Art and the science of generative AI: A deeper dive
This work addresses the interdisciplinary implications of generative AI for creators, policymakers, and society, focusing on aesthetics, law, work, and media ecosystems, but it is incremental as it synthesizes existing themes without introducing new methods or data.
The paper examines how generative AI tools, which produce high-quality artistic media across various domains, are likely to fundamentally alter creative processes and impact multiple sectors of society, arguing that it represents a new medium with distinct affordances rather than a threat to art.

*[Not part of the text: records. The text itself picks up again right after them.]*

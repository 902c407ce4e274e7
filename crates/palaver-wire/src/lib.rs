//! # palaver-wire: Text wire protocol for Palaver
//!
//! Line-framed text records shared by every channel in the system:
//!
//! - CLIENT carries [`Request`] and [`Response`] records,
//! - INTERNAL carries a [`Handshake`] followed by [`PeerFrame`] records,
//! - HEALTH and NOTIF liveness use the ping response,
//! - the durable log stores marshalled [`Op`] records, one per line.
//!
//! The codec checks *shape* only: field counts, known tags, numeric
//! fields, and the absence of reserved separators in payload positions.
//! Semantic validity (does the user exist, is the queue non-empty) is the
//! kernel's business.

mod error;
mod frame;
mod message;

pub use error::{WireError, WireResult};
pub use frame::{FrameReader, MAX_FRAME_BYTES, write_frame};
pub use message::{Handshake, Op, PING_TAG, PeerFrame, Request, Response};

A new class of tools, colloquially called generative AI, can produce high-quality artistic media for visual arts, concept art, music, fiction, literature, video, and animation. The generative capabilities of these tools are likely to fundamentally alter the creative processes by which creators formulate ideas and put them into production. As creativity is reimagined, so too may be many sectors of society. Understanding the impact of generative AI - and making policy decisions around it - requires new interdisciplinary scientific inquiry into culture, economics, law, algorithms, and the interaction of technology and creativity. We argue that generative AI is not the harbinger of art's demise, but rather is a new medium with its own distinct affordances. In this vein, we consider the impacts of this new medium on creators across four themes: aesthetics and culture, legal questions of ownership and credit, the future of creative work, and impacts on the contemporary media ecosystem. Across these themes, we highlight key research questions and directions to inform policy and beneficial uses of the technology.